(335) Pupillary Light Responses Differ in Post-Traumatic Headache and Chronic Migraine Compared to Non-Headache Controls

Abstract

Persistent post-traumatic headache (PTH) and chronic migraine (CM) often present with clinically overlapping features including prominent light sensitivity. Dynamic pupillometry is a promising new tool for evaluation of autonomically mediated responses to light in headache disorders, as they may differ between headache phenotypes. While our prior work has evaluated autonomic responses in chronic migraine and mild traumatic brain injury (aka concussion), differences in PTH and chronic migraine have not been explored.
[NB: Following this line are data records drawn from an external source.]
//! # fort_core - Fortification Planning and Cost Engine
//!
//! `fort_core` prices stone, brick and timber strongholds floor by floor,
//! schedules wall thickness by height, estimates labor and hauling, and
//! searches for the biggest structure a budget can buy. Plans live in a
//! store keyed by realm and actor. All inputs and outputs are
//! JSON-serializable.
//!
//! ## Quick Start
//!
//! ```rust
//! use fort_core::calculations::{evaluate, quick_estimate, QuickEstimateInput};
//! use fort_core::geometry::Shape;
//! use fort_core::materials::{BuildingType, WallMaterial, WallThickness};
//! use fort_core::plan::{FloorSegment, Plan};
//!
//! let mut plan = Plan::new("Keep", BuildingType::Castle);
//! plan.add_floor(FloorSegment::new(Shape::Rectangle, 50, 20, WallThickness::Ten, WallMaterial::Hardstone)?)?;
//!
//! let cost = evaluate(&plan)?;
//! assert_eq!(cost.final_cost, 10092.0);
//!
//! let tower = quick_estimate(&QuickEstimateInput {
//!     shape: Shape::Circle,
//!     size_ft: 40,
//!     height_ft: 60,
//!     material: WallMaterial::Softstone,
//!     building_type: BuildingType::Tower,
//!     remote_multiplier: 1.0,
//!     roof: None,
//!     parapet: true,
//! })?;
//! assert!(!tower.has_structural_warning());
//! # Ok::<(), fort_core::errors::FortError>(())
//! ```
//!
//! ## Modules
//!
//! - [`plan`] - Plans and their floor segments
//! - [`calculations`] - Cost, taper, logistics, budget search, ROI, summary
//! - [`materials`] - Wall, roof and building-type catalogs
//! - [`geometry`] - Wall sections and floor areas
//! - [`store`] - Named plans per realm and actor
//! - [`resolver`] - Partial and fuzzy name matching
//! - [`siege`] - Siege-engine armor tracking
//! - [`settings`] - TOML settings
//! - [`errors`] - Structured error types
//! - [`file_io`] - Store persistence with atomic saves and locking

pub mod calculations;
pub mod errors;
#[cfg(not(target_arch = "wasm32"))]
pub mod file_io;
pub mod geometry;
pub mod materials;
pub mod plan;
pub mod resolver;
pub mod settings;
pub mod siege;
pub mod store;

// Re-export commonly used types at crate root for convenience
pub use errors::{FortError, FortResult};
#[cfg(not(target_arch = "wasm32"))]
pub use file_io::{load_store, save_store, FileLock};
pub use plan::{FloorSegment, Plan};
pub use settings::FortSettings;
pub use store::{Namespace, PlanStore};
//! # Plan Summary
//!
//! Everything about a plan in one serializable record: the floors as
//! described, their costs, and the plan's finances and siege engines.

use std::collections::BTreeMap;

use serde::{Deserialize, Serialize};

use crate::calculations::cost::{evaluate, CostBreakdown};
use crate::calculations::roi::{roi, RoiResult};
use crate::errors::FortResult;
use crate::geometry::Shape;
use crate::materials::{BuildingType, RoofKind, WallMaterial, WallThickness};
use crate::plan::Plan;

/// One floor as described, with its material's hardness
#[derive(Debug, Clone, PartialEq, Serialize, Deserialize)]
pub struct FloorSummary {
    pub index: usize,
    pub shape: Shape,
    pub size_ft: u32,
    pub height_ft: u32,
    pub thickness_ft: WallThickness,
    pub material: WallMaterial,
    pub hardness: u32,
    pub entrances: u32,
    pub windows: u32,
}

#[derive(Debug, Clone, PartialEq, Serialize, Deserialize)]
pub struct PlanSummary {
    pub name: String,
    pub building_type: BuildingType,
    pub remote_multiplier: f64,
    pub total_height_ft: u32,
    pub roof: Option<RoofKind>,
    pub parapet: bool,
    pub floors: Vec<FloorSummary>,
    pub cost: CostBreakdown,
    pub roi: RoiResult,
    pub siege_engines: BTreeMap<String, u32>,
}

/// Evaluate a plan and gather its description.
pub fn summarize(plan: &Plan) -> FortResult<PlanSummary> {
    let cost = evaluate(plan)?;
    let floors = plan
        .floors
        .iter()
        .enumerate()
        .map(|(index, f)| FloorSummary {
            index,
            shape: f.shape,
            size_ft: f.size_ft,
            height_ft: f.height_ft,
            thickness_ft: f.thickness_ft,
            material: f.material,
            hardness: f.material.hardness(),
            entrances: f.entrances,
            windows: f.windows,
        })
        .collect();

    Ok(PlanSummary {
        name: plan.name.clone(),
        building_type: plan.building_type,
        remote_multiplier: plan.remote_multiplier,
        total_height_ft: plan.total_height_ft(),
        roof: plan.roof,
        parapet: plan.parapet,
        floors,
        roi: roi(plan, &cost),
        cost,
        siege_engines: plan
            .siege_engines
            .iter()
            .map(|(name, engine)| (name.clone(), engine.armor()))
            .collect(),
    })
}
The present study sought to identify key sympathetic and parasympathetically mediated variations between pupillary light reflex (PLR) parameters in CM, PTH, and non-headache controls (NH). We hypothesized that while, based on our prior work, CM would exhibit mixed parasympathetic and sympathetic hypo-function resulting in pupillary deficits, PTH would demonstrate a more sympathetically-predominant pattern of dysfunction. We tested PLR's in 23 PTH, 16 CM, and 26 NH age-matched subjects using a digital infrared binocular pupillometer (Neuroptics DP-2000) to quantify direct and consensual pupillary diameter changes in response to a brief light stimulus. Data was exported and analyzed using custom MATLAB code to calculate seven standardized and seven novel parameters of the PLR. We also assessed clinical measures using a REDCAP based questionnaire, including: ICHD-III based headache diagnosis, disease burden and associated symptoms. Groups were compared using the Kruskal-Wallis test, with post-hoc Mann-Whitney test. We found significantly different sympathetically mediated pupillary dilation velocity measures between PTH and NH, and between PTH and CM. In summary, sympathetic pupillometry parameters were significantly different between PTH and CM, as well as between both headache groups and NH, suggesting distinctive pupillary autonomic regulation in PTH and CM and different profiles of dysfunction. Our findings support the hypothesis that PTH and CM are physiologically distinguishable entities, and suggest further investigation into pupillary responses to light as a physiological and clinical biomarker of PTH and CM.